Santería is a religious tradition brought to the United States by immigrants from Cuba in the latter half of the twentieth century. It originated among the Yoruba peoples of present-day Nigeria. The Yoruba were enslaved in large numbers in the first decades of the nineteenth century and brought to Cuba to labor in the island's expanding sugar industry. Perhaps as many as 500,000 Yoruba men and women came to Cuba, where they were called "Lucumi." The Lucumi established a strong ethnic presence in Cuba and created important cultural institutions that survived their enslavement and flourish today.
The word "santería" means "way of the saints" in Spanish and reflects the tendency of the Lucumi to correspond their deities from Africa, called "orishas," with the saints of the Roman Catholic traditions into which they were indoctrinated. This tragic history of forced acculturation has led some contemporary practitioners to reject the name "santería" as a colonial misnomer for an independent African tradition that might preferably be called "Lucumi religion," after its ethnic heritage, or "Orisha religion," after its deities.
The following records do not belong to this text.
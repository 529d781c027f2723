//! Live feed core
//!
//! Synchronous state machines (dedup, batcher, router, subscriptions,
//! history pagination, reconciler) plus the async session that drives them.

pub mod batcher;
pub mod dedup;
pub mod history;
pub mod reconciler;
pub mod router;
pub mod session;
pub mod subscriptions;

pub use history::{FetchError, HistoryFetcher, HistoryQuery};
pub use reconciler::{FeedReconciler, ViewportMetrics};
pub use session::{FeedHandle, FeedSession, FeedSnapshot, SessionCommand, TransportEvent};
//! Driving port for address generation.
//!
//! Inbound adapters call [`AddressGenerator`] without knowing where its
//! randomness comes from, so handler tests can substitute a seeded generator
//! and assert exact payloads.

use rand::SeedableRng;
use rand::rngs::{SmallRng, StdRng};

use crate::domain::{AddressBuilder, GenerationError, Quantity};

/// Domain use-case port producing address variations for a name.
pub trait AddressGenerator: Send + Sync {
    /// Generate up to `quantity` unique addresses for the raw `name`.
    fn generate(&self, name: &str, quantity: Quantity) -> Result<Vec<String>, GenerationError>;
}

/// Production generator drawing a fresh [`SmallRng`] from OS entropy for
/// every call.
#[derive(Debug, Clone, Default)]
pub struct RandomAddressGenerator {
    builder: AddressBuilder,
}

impl AddressGenerator for RandomAddressGenerator {
    fn generate(&self, name: &str, quantity: Quantity) -> Result<Vec<String>, GenerationError> {
        let mut rng = SmallRng::from_entropy();
        self.builder.build(name, quantity, &mut rng)
    }
}

/// Deterministic generator reseeded identically on every call.
///
/// Identical inputs always produce identical output, which keeps handler and
/// behaviour tests exact.
#[derive(Debug, Clone)]
pub struct FixtureAddressGenerator {
    builder: AddressBuilder,
    seed: u64,
}

impl FixtureAddressGenerator {
    /// Create a fixture generator with the default builder.
    pub fn new(seed: u64) -> Self {
        Self::with_builder(AddressBuilder::default(), seed)
    }

    /// Create a fixture generator around a custom builder.
    pub fn with_builder(builder: AddressBuilder, seed: u64) -> Self {
        Self { builder, seed }
    }
}

impl Default for FixtureAddressGenerator {
    fn default() -> Self {
        Self::new(0)
    }
}

impl AddressGenerator for FixtureAddressGenerator {
    fn generate(&self, name: &str, quantity: Quantity) -> Result<Vec<String>, GenerationError> {
        let mut rng = StdRng::seed_from_u64(self.seed);
        self.builder.build(name, quantity, &mut rng)
    }
}
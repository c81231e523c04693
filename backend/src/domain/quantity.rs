//! Requested address count.

use std::fmt;

use super::Error;

/// Smallest number of addresses a client may request.
pub const QUANTITY_MIN: u16 = 1;
/// Largest number of addresses a client may request.
pub const QUANTITY_MAX: u16 = 5000;

/// Number of addresses to generate, always within
/// [`QUANTITY_MIN`]`..=`[`QUANTITY_MAX`].
///
/// # Examples
/// ```
/// use gmail_variants::domain::Quantity;
///
/// assert_eq!(Quantity::new(42).map(Quantity::get), Ok(42));
/// assert!(Quantity::new(0).is_err());
/// assert!(Quantity::new(5001).is_err());
/// ```
#[derive(Debug, Clone, Copy, PartialEq, Eq, PartialOrd, Ord)]
pub struct Quantity(u16);

impl Quantity {
    /// Validate an already coerced integer.
    ///
    /// Accepts `i128` so arbitrarily large client values are reported as out
    /// of range rather than as type errors.
    pub fn new(value: impl Into<i128>) -> Result<Self, Error> {
        let value = value.into();
        u16::try_from(value)
            .ok()
            .filter(|count| (QUANTITY_MIN..=QUANTITY_MAX).contains(count))
            .map(Self)
            .ok_or_else(Error::quantity_out_of_range)
    }

    /// Number of addresses as a `usize` for collection sizing.
    pub fn get(self) -> usize {
        usize::from(self.0)
    }
}

impl fmt::Display for Quantity {
    fn fmt(&self, f: &mut fmt::Formatter<'_>) -> fmt::Result {
        write!(f, "{}", self.0)
    }
}
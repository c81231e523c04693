//! Server settings loaded via OrthoConfig.
//!
//! Values layer as CLI flags over `GMAIL_VARIANTS_*` environment variables
//! over built-in defaults.

use std::net::{IpAddr, SocketAddr};

use ortho_config::OrthoConfig;
use serde::Deserialize;
use thiserror::Error;

/// Address bound when no host is configured.
pub const DEFAULT_HOST: &str = "0.0.0.0";
/// Port bound when no port is configured.
pub const DEFAULT_PORT: u16 = 5000;

/// Errors raised while turning settings into a bind address.
#[derive(Debug, Clone, PartialEq, Eq, Error)]
pub enum SettingsError {
    /// The configured host is not an IP address.
    #[error("invalid bind host '{host}': expected an IP address")]
    InvalidHost {
        /// Offending host value.
        host: String,
    },
}

/// Configuration values controlling the HTTP listener.
#[derive(Debug, Clone, Deserialize, OrthoConfig)]
#[ortho_config(prefix = "GMAIL_VARIANTS")]
pub struct ServerSettings {
    /// IP address to bind.
    #[ortho_config(default = String::from(DEFAULT_HOST))]
    pub host: String,
    /// TCP port to bind.
    #[ortho_config(default = DEFAULT_PORT)]
    pub port: u16,
}

impl ServerSettings {
    /// Resolve the socket address to bind.
    ///
    /// # Errors
    /// Returns [`SettingsError::InvalidHost`] when the host is not an IP
    /// address.
    pub fn bind_addr(&self) -> Result<SocketAddr, SettingsError> {
        let ip: IpAddr = self
            .host
            .trim()
            .parse()
            .map_err(|_| SettingsError::InvalidHost {
                host: self.host.clone(),
            })?;
        Ok(SocketAddr::new(ip, self.port))
    }
}
//! Domain-level error types.
//!
//! These errors are transport agnostic. The HTTP adapter maps each
//! [`ErrorCode`] to a status code and renders the message as the
//! `{"error": ...}` envelope clients expect.

use serde::{Deserialize, Serialize};

use super::variations::GenerationError;

/// Message returned when the body or one of its required keys is missing.
pub const MALFORMED_REQUEST_MESSAGE: &str = "Invalid input. 'name' and 'quantity' are required.";
/// Message returned when `quantity` cannot be read as an integer.
pub const INVALID_QUANTITY_TYPE_MESSAGE: &str = "Quantity must be a valid integer.";
/// Message returned when `quantity` falls outside the accepted range.
pub const QUANTITY_OUT_OF_RANGE_MESSAGE: &str = "Quantity must be an integer between 1 and 5000.";
/// Message returned when the builder gives up before reaching the quantity.
pub const VARIATIONS_EXHAUSTED_MESSAGE: &str = "Unable to generate enough unique variations.";

/// Stable machine-readable error code describing the failure category.
#[derive(Debug, Clone, Copy, PartialEq, Eq, Hash, Serialize, Deserialize)]
#[non_exhaustive]
#[serde(rename_all = "snake_case")]
pub enum ErrorCode {
    /// The body is absent, unparseable or lacks `name`/`quantity`.
    MalformedRequest,
    /// `quantity` is present but not coercible to an integer.
    InvalidQuantityType,
    /// `quantity` is an integer outside `1..=5000`.
    QuantityOutOfRange,
    /// The random fill gave up before producing enough unique addresses.
    VariationsExhausted,
    /// An unexpected error occurred inside the service.
    InternalError,
}

/// Domain error payload.
///
/// ## Invariants
/// - `message` is non-empty once trimmed of whitespace.
///
/// # Examples
/// ```
/// use gmail_variants::domain::{Error, ErrorCode};
///
/// let err = Error::quantity_out_of_range();
/// assert_eq!(err.code(), ErrorCode::QuantityOutOfRange);
/// assert_eq!(err.message(), "Quantity must be an integer between 1 and 5000.");
/// ```
#[derive(Debug, Clone, PartialEq, Eq)]
pub struct Error {
    code: ErrorCode,
    message: String,
}

/// Validation errors emitted by [`Error::try_new`].
#[derive(Debug, Clone, PartialEq, Eq)]
pub enum ErrorValidationError {
    /// The supplied message was blank.
    EmptyMessage,
}

impl std::fmt::Display for ErrorValidationError {
    fn fmt(&self, f: &mut std::fmt::Formatter<'_>) -> std::fmt::Result {
        match self {
            Self::EmptyMessage => write!(f, "error message must not be empty"),
        }
    }
}

impl std::error::Error for ErrorValidationError {}

impl Error {
    /// Create a new error, panicking if the message is blank.
    ///
    /// # Panics
    /// Panics when `message` is empty or whitespace only.
    pub fn new(code: ErrorCode, message: impl Into<String>) -> Self {
        match Self::try_new(code, message) {
            Ok(value) => value,
            Err(err) => panic!("error messages must satisfy validation: {err}"),
        }
    }

    /// Fallible constructor that validates the message content.
    pub fn try_new(code: ErrorCode, message: impl Into<String>) -> Result<Self, ErrorValidationError> {
        let message = message.into();
        if message.trim().is_empty() {
            return Err(ErrorValidationError::EmptyMessage);
        }
        Ok(Self { code, message })
    }

    /// Stable machine-readable error code.
    pub fn code(&self) -> ErrorCode {
        self.code
    }

    /// Human-readable message returned to clients.
    pub fn message(&self) -> &str {
        self.message.as_str()
    }

    /// The request body or one of its required keys is missing.
    pub fn malformed_request() -> Self {
        Self::new(ErrorCode::MalformedRequest, MALFORMED_REQUEST_MESSAGE)
    }

    /// `quantity` could not be coerced to an integer.
    pub fn invalid_quantity_type() -> Self {
        Self::new(ErrorCode::InvalidQuantityType, INVALID_QUANTITY_TYPE_MESSAGE)
    }

    /// `quantity` is outside the accepted range.
    pub fn quantity_out_of_range() -> Self {
        Self::new(ErrorCode::QuantityOutOfRange, QUANTITY_OUT_OF_RANGE_MESSAGE)
    }

    /// Convenience constructor for [`ErrorCode::InternalError`].
    pub fn internal(message: impl Into<String>) -> Self {
        Self::new(ErrorCode::InternalError, message)
    }
}

impl From<GenerationError> for Error {
    fn from(err: GenerationError) -> Self {
        match err {
            GenerationError::Exhausted { .. } => {
                Self::new(ErrorCode::VariationsExhausted, VARIATIONS_EXHAUSTED_MESSAGE)
            }
        }
    }
}

impl std::fmt::Display for Error {
    fn fmt(&self, f: &mut std::fmt::Formatter<'_>) -> std::fmt::Result {
        write!(f, "{}", self.message)
    }
}

impl std::error::Error for Error {}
The orishas are personal, cosmic forces that inhabit and energize the world of nature: mineral, vegetable, animal, and human. In theory, there are innumerable orishas—1,600 is a traditional number used to show the vastness of the pantheon—but in practice there are some sixteen that are widely known and venerated. Each orisha has a distinct personality, and is approached through its own songs and dances with appropriate ritual foods, plants, and altar displays. The orisha Ogun, for example, is a hard, masculine deity, who as the cosmic blacksmith transforms the world through metals and tools. The orisha Oshun, by contrast, is a cool, feminine deity of the river, who works through the pliant, but no less powerful medium of water. Each orisha offers blessings and benefits to its devotees ranging from spiritual experience to practical assistance in finding jobs or maintaining health. The lore of the orishas contains a very large pharmacopoeia and this tradition has been of inestimable aid in providing medical and mental health care to the urban poor. In the late twentieth century, hospitals in Miami and New York established cooperative programs with orisha devotees to try to meet the needs of people often poorly served by established health institutions.
Since its introduction to the United States in the latter half of the twentieth century, the veneration of the orishas has spread well beyond the original Afro-Cuban population. In the early years of the twenty-first century, Puerto Ricans, Dominicans, and other Latin Americans, as well as significant numbers of African Americans and white Americans have embraced it. It is difficult to estimate the number of practitioners, as there are few public organizations or groups of congregations beyond the individual "houses," which typically claim twenty or thirty active participants. In the United States, the number of initiated priests and priestesses may number 50,000, while active participants are likely ten times that. As for those who might consult a priest or priestess for help, they number in the millions. Kindred orisha traditions are practiced throughout Latin America, particularly in Cuba, Brazil, Argentina, and Venezuela, making "santería" a world religion of growing influence.
Bibliography
Brandon, George. Santería from Africa to the New World: The Dead Sell Memories. Bloomington: Indiana University Press, 1993.
Murphy, Joseph M. Santería: An African Religion in America. Boston: Beacon Press, 1988.